Researchers in the Netherlands sought to measure and compare stiffening of the arteries (which is linked to cardiovascular disease) among 1,000 middle-aged people, half of whom were HIV positive. The researchers found that HIV-positive people had increased arterial stiffness. Overall, traditional cardiovascular disease risk factors -- particularly smoking -- were largely responsible for this increased risk. However, among a subset of HIV-positive people, those who had serious immune deficiency (100 CD4+ cells or less) were also at elevated risk for stiffening arteries.
About Stiffer Arteries
Every time the heart pumps blood, a wave-like movement of blood is pushed outward from the heart along the arteries. Flexible arteries are needed to help the wave of blood move. As arteries age they can become stiffer (arterial stiffness). When this happens blood does not travel as well from the heart, and the heart's pumping action intensifies as this organ attempts to compensate by pushing blood more forcefully. Over time, this intensified action can place a strain on the heart. Stiffer arteries have been linked to an increased risk for heart attack and stroke.
Dutch researchers have been trying to understand the impact of HIV on the aging process in a study called AGEhIV. What is very useful about the Dutch study is that it enrolled both HIV-negative and HIV-positive people from the same communities who have similar socio-economic and behavioural factors. This greatly strengthens comparisons made within the study.
Researchers focused their analysis on the following groups:
- 566 HIV-positive people
- 507 HIV-negative people
The researchers made the following summary of the profile of participants when they entered the study:
"... HIV-infected individuals were more often diagnosed with [higher-than-normal blood pressure], had generally less favourable [levels of cholesterol and triglycerides in their blood], and were more often smokers."
Additionally, the average profile of HIV-positive participants upon entering the study was as follows:
- age -- 53 years
- 89% men, 11% women
- 32% currently smoked
The vast majority of participants were taking ART and had an undetectable viral load.
Overall, HIV-positive people had a greater degree of arterial stiffening than HIV-negative people. According to the researchers, this was mainly due to smoking and elevated blood pressure.
Taking into account many factors (including gender, age, smoking), researchers found that some HIV-positive people, particularly those who had endured a high degree of immune deficiency in the past (that is, who had 100 or less CD4+ cells), were significantly more likely to have stiffer arteries.
Why the Link With Immune Deficiency?
Immune deficiency is associated with heightened inflammation and immune activation. Such effects likely injure the arteries and increase the pace at which cardiovascular disease occurs.
It is also possible that, as the Dutch study suggests, having immune deficiency in the past leaves a lasting impact on the health of the arteries.

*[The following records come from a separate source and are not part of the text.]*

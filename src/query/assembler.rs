//! Rebuilding nested objects from an ordered record scan
//!
//! Records arrive sorted by key, so all records below one container are
//! contiguous. The assembler only remembers the chain of containers that is
//! currently open; memory is proportional to depth, not to output size.

use crate::error::QueryError;
use std::io::Write;

/// Writes `{...}` output for a sorted stream of `(segments, scalar)` records
#[derive(Debug)]
pub struct ObjectAssembler {
    /// Names of the containers currently open below the top-level object
    open: Vec<Vec<u8>>,
    /// One flag per open level plus the top level; true until a member is written
    first_child: Vec<bool>,
    records: usize,
}

impl Default for ObjectAssembler {
    fn default() -> Self {
        ObjectAssembler::new()
    }
}

impl ObjectAssembler {
    pub fn new() -> Self {
        ObjectAssembler {
            open: Vec::new(),
            first_child: vec![true],
            records: 0,
        }
    }

    /// Open the top-level object
    pub fn begin<W: Write + ?Sized>(&mut self, out: &mut W) -> Result<(), QueryError> {
        out.write_all(b"{")?;
        Ok(())
    }

    /// Emit one record given its segments relative to the queried node
    pub fn push<W: Write + ?Sized>(
        &mut self,
        segments: &[&[u8]],
        value: &[u8],
        out: &mut W,
    ) -> Result<(), QueryError> {
        let Some((leaf, containers)) = segments.split_last() else {
            return Err(QueryError::InvalidKey("record has no path segments".to_string()));
        };

        let divergence = self
            .open
            .iter()
            .zip(containers)
            .take_while(|(open, segment)| open.as_slice() == **segment)
            .count();

        while self.open.len() > divergence {
            out.write_all(b"}")?;
            self.open.pop();
            self.first_child.pop();
        }

        for segment in &containers[divergence..] {
            self.separate(out)?;
            write_name(out, segment)?;
            out.write_all(b":{")?;
            self.open.push(segment.to_vec());
            self.first_child.push(true);
        }

        self.separate(out)?;
        write_name(out, leaf)?;
        out.write_all(b":")?;
        out.write_all(value)?;

        self.records += 1;
        Ok(())
    }

    /// Close every open level and the top-level object
    pub fn finish<W: Write + ?Sized>(self, out: &mut W) -> Result<usize, QueryError> {
        for _ in &self.open {
            out.write_all(b"}")?;
        }
        out.write_all(b"}\n")?;
        Ok(self.records)
    }

    /// Number of containers currently open below the top level
    pub fn depth(&self) -> usize {
        self.open.len()
    }

    fn separate<W: Write + ?Sized>(&mut self, out: &mut W) -> Result<(), QueryError> {
        if let Some(first) = self.first_child.last_mut() {
            if !*first {
                out.write_all(b",")?;
            }
            *first = false;
        }
        Ok(())
    }
}

fn write_name<W: Write + ?Sized>(out: &mut W, name: &[u8]) -> Result<(), QueryError> {
    let name = std::str::from_utf8(name)
        .map_err(|_| QueryError::InvalidKey(format!("segment is not UTF-8: {:?}", name)))?;
    serde_json::to_writer(out, name).map_err(|err| QueryError::Io(err.into()))
}

#[cfg(test)]
mod tests {
    use super::*;

    /// Records given as `/`-joined relative paths
    fn assemble(records: &[(&str, &str)]) -> String {
        let mut out = Vec::new();
        let mut assembler = ObjectAssembler::new();
        assembler.begin(&mut out).unwrap();
        for (path, value) in records {
            let segments: Vec<&[u8]> = path.split('/').map(str::as_bytes).collect();
            assembler.push(&segments, value.as_bytes(), &mut out).unwrap();
        }
        assembler.finish(&mut out).unwrap();
        String::from_utf8(out).unwrap()
    }

    #[test]
    fn test_flat_members() {
        let out = assemble(&[("a", "1"), ("b", "\"x\"")]);
        assert_eq!(out, "{\"a\":1,\"b\":\"x\"}\n");
    }

    #[test]
    fn test_nested_containers() {
        let out = assemble(&[
            ("b/0", "1"),
            ("b/1", "2"),
            ("c", "\"x\""),
        ]);
        assert_eq!(out, "{\"b\":{\"0\":1,\"1\":2},\"c\":\"x\"}\n");
    }

    #[test]
    fn test_close_several_levels_at_once() {
        let out = assemble(&[
            ("a/b/c", "1"),
            ("a/d", "2"),
            ("e/f/g", "3"),
        ]);
        assert_eq!(
            out,
            "{\"a\":{\"b\":{\"c\":1},\"d\":2},\"e\":{\"f\":{\"g\":3}}}\n"
        );
    }

    #[test]
    fn test_sibling_containers_share_parent() {
        let out = assemble(&[("a/x/1", "1"), ("a/y/2", "2")]);
        assert_eq!(out, "{\"a\":{\"x\":{\"1\":1},\"y\":{\"2\":2}}}\n");
    }

    #[test]
    fn test_names_are_json_escaped() {
        let out = assemble(&[("say \"hi\"", "true")]);
        assert_eq!(out, "{\"say \\\"hi\\\"\":true}\n");
    }

    #[test]
    fn test_depth_tracks_open_levels() {
        let mut out = Vec::new();
        let mut assembler = ObjectAssembler::new();
        assembler.begin(&mut out).unwrap();
        assembler.push(&[&b"a"[..], &b"b"[..], &b"c"[..]], b"1", &mut out).unwrap();
        assert_eq!(assembler.depth(), 2);
        assembler.push(&[&b"d"[..]], b"2", &mut out).unwrap();
        assert_eq!(assembler.depth(), 0);
        assert_eq!(assembler.finish(&mut out).unwrap(), 2);
    }

    #[test]
    fn test_rejects_non_utf8_segment() {
        let mut out = Vec::new();
        let mut assembler = ObjectAssembler::new();
        let err = assembler.push(&[&[0xff][..]], b"1", &mut out).unwrap_err();
        assert!(matches!(err, QueryError::InvalidKey(_)));
    }
}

Researchers were not able to find any HIV-related factors that drove arterial stiffness, so they think that other factors may be continuing to incite inflammation within the arteries. One such possible factor is CMV (cytomegalovirus), a common sexually transmitted member of the herpes family of viruses. Other studies have found an association between CMV co-infection and a risk for increased inflammation in people with HIV.
Overall, the researchers concluded that arterial stiffening played a small role in the increased risk for cardiovascular disease in HIV-positive people. However, the study is important because it adds to the information known about the role of traditional cardiovascular disease risk factors and it has exposed the impact of a history of immune deficiency on arterial health. In this latter regard, the Dutch study provides yet another reason to start ART as early as possible.
HIV and cardiovascular disease -- CATIE fact sheet
Kooij KW, Schouten J, Wit FW, et al. Difference in aortic stiffness between treated middle-aged HIV Type 1-infected and uninfected individuals largely explained by traditional cardiovascular risk factors, with an additional contribution of prior advanced immunodeficiency. Journal of Acquired Immune Deficiency Syndromes. 2016 Sep 1;73(1):55-62.